RT-qPCR反应用ChamQ通用SYBR-qPCR混合试剂(Vazyme)在7500荧光定量PCR系统上进行。RT-qPCR引物序列如下表1所示：

表1

在荧光定量PCR仪按照如下程序反应：预变性，95℃，30sec；变性，95℃，10sec、退火，60℃，30sec。(变性、退火，40个循环)，获得样本ct值并进行分析。

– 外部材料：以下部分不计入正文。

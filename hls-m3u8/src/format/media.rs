use std::fmt::Display;

use smol_str::SmolStr;

use crate::{
    attributes::{AttributeListWriter, AttributeMap, Attributes},
    error::{TagError, ValidationError},
    format::{Tag, directives, directives::attr},
};

const KNOWN: &[&str] = &[
    attr::TYPE,
    attr::GROUP_ID,
    attr::NAME,
    attr::LANGUAGE,
    attr::ASSOC_LANGUAGE,
    attr::AUTOSELECT,
    attr::DEFAULT,
    attr::FORCED,
    attr::URI,
    attr::INSTREAM_ID,
    attr::CHARACTERISTICS,
    attr::CHANNELS,
    attr::STABLE_RENDITION_ID,
];

/// `#EXT-X-MEDIA`, an alternative rendition (audio, video, subtitles or
/// closed captions) of a variant.
#[derive(Debug, Clone, Default, PartialEq)]
#[cfg_attr(feature = "serde", derive(serde::Serialize, serde::Deserialize))]
pub struct MediaItem {
    pub media_type: Option<SmolStr>,
    pub group_id: Option<SmolStr>,
    pub name: Option<SmolStr>,
    pub language: Option<SmolStr>,
    pub assoc_language: Option<SmolStr>,
    pub autoselect: Option<bool>,
    pub default: Option<bool>,
    pub forced: Option<bool>,
    pub uri: Option<SmolStr>,
    pub instream_id: Option<SmolStr>,
    pub characteristics: Option<SmolStr>,
    pub channels: Option<SmolStr>,
    pub stable_rendition_id: Option<SmolStr>,
    /// Attributes without a field, written after the known ones
    pub attributes: AttributeMap,
}

impl MediaItem {
    pub fn parse(text: &str) -> Result<Self, TagError> {
        let attributes = Attributes::parse(text);

        Ok(Self {
            media_type: attributes.string(attr::TYPE),
            group_id: attributes.string(attr::GROUP_ID),
            name: attributes.string(attr::NAME),
            language: attributes.string(attr::LANGUAGE),
            assoc_language: attributes.string(attr::ASSOC_LANGUAGE),
            autoselect: attributes.yes_no(attr::AUTOSELECT),
            default: attributes.yes_no(attr::DEFAULT),
            forced: attributes.yes_no(attr::FORCED),
            uri: attributes.string(attr::URI),
            instream_id: attributes.string(attr::INSTREAM_ID),
            characteristics: attributes.string(attr::CHARACTERISTICS),
            channels: attributes.string(attr::CHANNELS),
            stable_rendition_id: attributes.string(attr::STABLE_RENDITION_ID),
            attributes: attributes.residual(KNOWN),
        })
    }
}

impl Display for MediaItem {
    fn fmt(&self, f: &mut std::fmt::Formatter<'_>) -> std::fmt::Result {
        let mut writer = AttributeListWriter::new();
        writer
            .plain_opt(attr::TYPE, self.media_type.as_ref())
            .quoted_opt(attr::GROUP_ID, self.group_id.as_ref())
            .quoted_opt(attr::LANGUAGE, self.language.as_ref())
            .quoted_opt(attr::ASSOC_LANGUAGE, self.assoc_language.as_ref())
            .quoted_opt(attr::NAME, self.name.as_ref())
            .yes_no_opt(attr::AUTOSELECT, self.autoselect)
            .yes_no_opt(attr::DEFAULT, self.default)
            .quoted_opt(attr::URI, self.uri.as_ref())
            .yes_no_opt(attr::FORCED, self.forced)
            .quoted_opt(attr::INSTREAM_ID, self.instream_id.as_ref())
            .quoted_opt(attr::CHARACTERISTICS, self.characteristics.as_ref())
            .quoted_opt(attr::CHANNELS, self.channels.as_ref())
            .quoted_opt(attr::STABLE_RENDITION_ID, self.stable_rendition_id.as_ref())
            .residual(&self.attributes);

        write!(f, "{}:{}", directives::MEDIA, writer)
    }
}

impl Tag for MediaItem {
    fn validate(&self) -> Vec<ValidationError> {
        [
            (attr::TYPE, &self.media_type),
            (attr::GROUP_ID, &self.group_id),
            (attr::NAME, &self.name),
        ]
        .into_iter()
        .filter(|(_, value)| value.is_none())
        .map(|(attribute, _)| ValidationError::new(attribute))
        .collect()
    }
}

3.BaseScope实验：组织染色用公司设计的AGPG探针(Advanced CellDiagnostics,Newark,CA)和配套的BaseScope试剂盒v2-Red(Advanced CellDiagnostics)对组织芯片(3个正常组织和57个乳腺癌组织)进行染色，并用血红素对细胞核进行染色。实验流程依照试剂盒说明书进行。使用QuPath软件(v.0.3.2)对图像进行采集和分析。3例正常乳腺组织来源于3位年龄34到49岁的未患乳腺癌的女性，57例乳腺癌组织来源于57位年龄31到81岁的乳腺癌女性患者，其中ER

结果如图1所示，AGPG在正常组织中与乳腺癌组织中出现差异表达，表明其可作为检测健康人群与乳腺癌患者差异性的标志物。

实施例2：AGPG作为乳腺癌病人诊断标志物及其应用

1.ROC曲线绘制：将训练集12对和验证集30对患者正常组织与乳腺癌组织样本分别以0和1进行标记并录入GraphPad Prism(7.0)，填写对应的AGPG表达量，选择“分析”选项下的“ROC曲线”，点击“确定”输出结果。

结果如图2所示，训练集的AUC为0.800(图2A)，验证集的AUC为0.810(图2B)，表明AGPG的高表达对乳腺癌具有诊断价值。

实施例3：AGPG表达升高提示病人的不良预后

1.生存分析：Kaplan-Meier plotter(https://kmplot.com/analysis/)对多个肿瘤组织芯片数据进行整合和归一化，能够在线计算病人生存与基因表达水平的关联。点击首页“KM plotter”选项，在“Affy id/Gene symbol”输入AGPG的基因名“LOC148709”，勾选“Auto select best cutoff”选项，分析患者的总生存期，最终可获得943例患者的Kaplan-Meier生存曲线。分析结果显示，相较于354例AGPG低表达患者，589例AGPG高表达患者的总生存期更短。

结果如图3所示，AGPG高表达患者的总生存期更短，这表明AGPG的高表达提示病人的不良预后。